Requirement — Count the lines below containing "days"; state the number only.

Stored data
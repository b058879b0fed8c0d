//! Reference country names for entry pickers.
//!
//! The list is fetched from the REST Countries API, cached in the key-value
//! store for seven days, and replaced by a built-in list when the fetch fails.

use crate::store::{KeyValueStore, StoreError};
use chrono::{Duration, Utc};
use serde::{Deserialize, Serialize};
use std::sync::Arc;

pub const COUNTRIES_CACHE_KEY: &str = "countries_cache";

const COUNTRIES_API: &str = "https://restcountries.com/v3.1/all?fields=name,cca2";

#[derive(Debug, Clone, PartialEq, Eq, Serialize, Deserialize)]
pub struct Country {
    pub name: String,
    /// ISO 3166-1 alpha-2
    pub code: String,
}

#[derive(Debug, thiserror::Error)]
pub enum FetchError {
    #[error("country request failed: {0}")]
    Request(String),
    #[error("country response could not be decoded: {0}")]
    Decode(#[from] std::io::Error),
}

pub trait CountrySource {
    fn fetch(&self) -> Result<Vec<Country>, FetchError>;
}

#[derive(Deserialize)]
struct RestCountry {
    name: RestName,
    cca2: String,
}

#[derive(Deserialize)]
struct RestName {
    common: String,
}

pub struct RestCountries {
    agent: ureq::Agent,
    url: String,
}

impl RestCountries {
    pub fn new(timeout: std::time::Duration) -> Self {
        RestCountries {
            agent: ureq::AgentBuilder::new().timeout(timeout).build(),
            url: COUNTRIES_API.to_string(),
        }
    }
}

impl CountrySource for RestCountries {
    fn fetch(&self) -> Result<Vec<Country>, FetchError> {
        let response = self
            .agent
            .get(&self.url)
            .call()
            .map_err(|e| FetchError::Request(e.to_string()))?;
        let countries: Vec<RestCountry> = response.into_json()?;
        log::info!("{} countries fetched", countries.len());
        Ok(countries
            .into_iter()
            .map(|c| Country {
                name: c.name.common,
                code: c.cca2,
            })
            .collect())
    }
}

#[derive(Serialize, Deserialize)]
struct CachedCountries {
    countries: Vec<Country>,
    /// Milliseconds since the epoch
    timestamp: i64,
}

pub struct CountryCatalog {
    store: Arc<dyn KeyValueStore>,
    source: Box<dyn CountrySource>,
    ttl: Duration,
    offline: bool,
}

impl CountryCatalog {
    pub fn new(store: Arc<dyn KeyValueStore>, source: Box<dyn CountrySource>) -> Self {
        CountryCatalog {
            store,
            source,
            ttl: Duration::days(7),
            offline: false,
        }
    }

    /// Never touch the network; a fresh cache is still used.
    pub fn offline(mut self, offline: bool) -> Self {
        self.offline = offline;
        self
    }

    /// Sorted by name. Falls back to the built-in list on any failure.
    pub fn countries(&self) -> Vec<Country> {
        if let Some(cached) = self.cached() {
            return cached;
        }
        if self.offline {
            log::debug!("offline, using built-in country list");
            return fallback_countries();
        }
        match self.source.fetch() {
            Ok(mut countries) => {
                countries.sort_by(|a, b| a.name.cmp(&b.name));
                self.store_cache(&countries);
                countries
            }
            Err(e) => {
                log::warn!("{}, using built-in country list", e);
                fallback_countries()
            }
        }
    }

    pub fn names(&self) -> Vec<String> {
        self.countries().into_iter().map(|c| c.name).collect()
    }

    pub fn clear_cache(&self) {
        if let Err(e) = self.store.clear(COUNTRIES_CACHE_KEY) {
            log::error!("failed to clear country cache: {}", e);
        }
    }

    fn cached(&self) -> Option<Vec<Country>> {
        let blob = match self.store.load(COUNTRIES_CACHE_KEY) {
            Ok(blob) => blob?,
            Err(e) => {
                log::error!("failed to load cached countries: {}", e);
                return None;
            }
        };
        let cached: CachedCountries = match serde_json::from_value(blob) {
            Ok(cached) => cached,
            Err(e) => {
                log::error!("failed to load cached countries: {}", e);
                return None;
            }
        };
        let age = Utc::now().timestamp_millis() - cached.timestamp;
        if age < self.ttl.num_milliseconds() {
            Some(cached.countries)
        } else {
            log::debug!("country cache expired");
            None
        }
    }

    fn store_cache(&self, countries: &[Country]) {
        let cached = CachedCountries {
            countries: countries.to_vec(),
            timestamp: Utc::now().timestamp_millis(),
        };
        let saved = serde_json::to_value(&cached)
            .map_err(StoreError::from)
            .and_then(|blob| self.store.save(COUNTRIES_CACHE_KEY, &blob));
        if let Err(e) = saved {
            log::error!("failed to cache countries: {}", e);
        }
    }
}

const FALLBACK: &[(&str, &str)] = &[
    ("Afghanistan", "AF"),
    ("Albania", "AL"),
    ("Algeria", "DZ"),
    ("Argentina", "AR"),
    ("Australia", "AU"),
    ("Austria", "AT"),
    ("Belgium", "BE"),
    ("Brazil", "BR"),
    ("Canada", "CA"),
    ("Chile", "CL"),
    ("China", "CN"),
    ("Colombia", "CO"),
    ("Denmark", "DK"),
    ("Egypt", "EG"),
    ("Finland", "FI"),
    ("France", "FR"),
    ("Germany", "DE"),
    ("Greece", "GR"),
    ("Hong Kong", "HK"),
    ("India", "IN"),
    ("Indonesia", "ID"),
    ("Ireland", "IE"),
    ("Israel", "IL"),
    ("Italy", "IT"),
    ("Japan", "JP"),
    ("Luxembourg", "LU"),
    ("Malaysia", "MY"),
    ("Mexico", "MX"),
    ("Netherlands", "NL"),
    ("New Zealand", "NZ"),
    ("Norway", "NO"),
    ("Poland", "PL"),
    ("Portugal", "PT"),
    ("Russia", "RU"),
    ("Saudi Arabia", "SA"),
    ("Singapore", "SG"),
    ("South Africa", "ZA"),
    ("South Korea", "KR"),
    ("Spain", "ES"),
    ("Sweden", "SE"),
    ("Switzerland", "CH"),
    ("Thailand", "TH"),
    ("Turkey", "TR"),
    ("United Arab Emirates", "AE"),
    ("United Kingdom", "GB"),
    ("United States", "US"),
    ("Vietnam", "VN"),
];

pub fn fallback_countries() -> Vec<Country> {
    FALLBACK
        .iter()
        .map(|(name, code)| Country {
            name: name.to_string(),
            code: code.to_string(),
        })
        .collect()
}

#[cfg(test)]
mod tests {
    use super::*;
    use crate::store::MemoryStore;
    use serde_json::json;
    use std::cell::Cell;
    use std::rc::Rc;

    struct FakeSource {
        calls: Rc<Cell<usize>>,
        result: fn() -> Result<Vec<Country>, FetchError>,
    }

    impl CountrySource for FakeSource {
        fn fetch(&self) -> Result<Vec<Country>, FetchError> {
            self.calls.set(self.calls.get() + 1);
            (self.result)()
        }
    }

    fn two_countries() -> Result<Vec<Country>, FetchError> {
        Ok(vec![
            Country {
                name: "Zambia".to_string(),
                code: "ZM".to_string(),
            },
            Country {
                name: "Austria".to_string(),
                code: "AT".to_string(),
            },
        ])
    }

    fn failing() -> Result<Vec<Country>, FetchError> {
        Err(FetchError::Request("unreachable".to_string()))
    }

    fn catalog(
        store: Arc<MemoryStore>,
        result: fn() -> Result<Vec<Country>, FetchError>,
    ) -> (CountryCatalog, Rc<Cell<usize>>) {
        let calls = Rc::new(Cell::new(0));
        let source = FakeSource {
            calls: calls.clone(),
            result,
        };
        (CountryCatalog::new(store, Box::new(source)), calls)
    }

    #[test]
    fn fetched_list_is_sorted_and_cached() {
        let store = Arc::new(MemoryStore::new());
        let (catalog, calls) = catalog(store.clone(), two_countries);
        assert_eq!(catalog.names(), ["Austria", "Zambia"]);
        assert_eq!(catalog.names(), ["Austria", "Zambia"]);
        assert_eq!(calls.get(), 1);
        assert_eq!(store.keys(), [COUNTRIES_CACHE_KEY]);
    }

    #[test]
    fn expired_cache_is_refetched() {
        let store = Arc::new(MemoryStore::new());
        let stale = Utc::now() - Duration::days(8);
        store
            .save(
                COUNTRIES_CACHE_KEY,
                &json!({ "countries": [], "timestamp": stale.timestamp_millis() }),
            )
            .unwrap();
        let (catalog, calls) = catalog(store, two_countries);
        assert_eq!(catalog.countries().len(), 2);
        assert_eq!(calls.get(), 1);
    }

    #[test]
    fn failure_falls_back_without_caching() {
        let store = Arc::new(MemoryStore::new());
        let (catalog, _) = catalog(store.clone(), failing);
        let countries = catalog.countries();
        assert_eq!(countries.len(), 47);
        assert_eq!(countries[0].name, "Afghanistan");
        assert!(store.keys().is_empty());
    }

    #[test]
    fn offline_skips_source() {
        let store = Arc::new(MemoryStore::new());
        let (catalog, calls) = catalog(store, two_countries);
        let catalog = catalog.offline(true);
        assert_eq!(catalog.countries().len(), 47);
        assert_eq!(calls.get(), 0);
    }

    #[test]
    fn clear_cache_forces_refetch() {
        let store = Arc::new(MemoryStore::new());
        let (catalog, calls) = catalog(store, two_countries);
        catalog.countries();
        catalog.clear_cache();
        catalog.countries();
        assert_eq!(calls.get(), 2);
    }

    #[test]
    fn fallback_is_sorted() {
        let names: Vec<_> = fallback_countries().into_iter().map(|c| c.name).collect();
        let mut sorted = names.clone();
        sorted.sort();
        assert_eq!(names, sorted);
    }
}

Your response — 3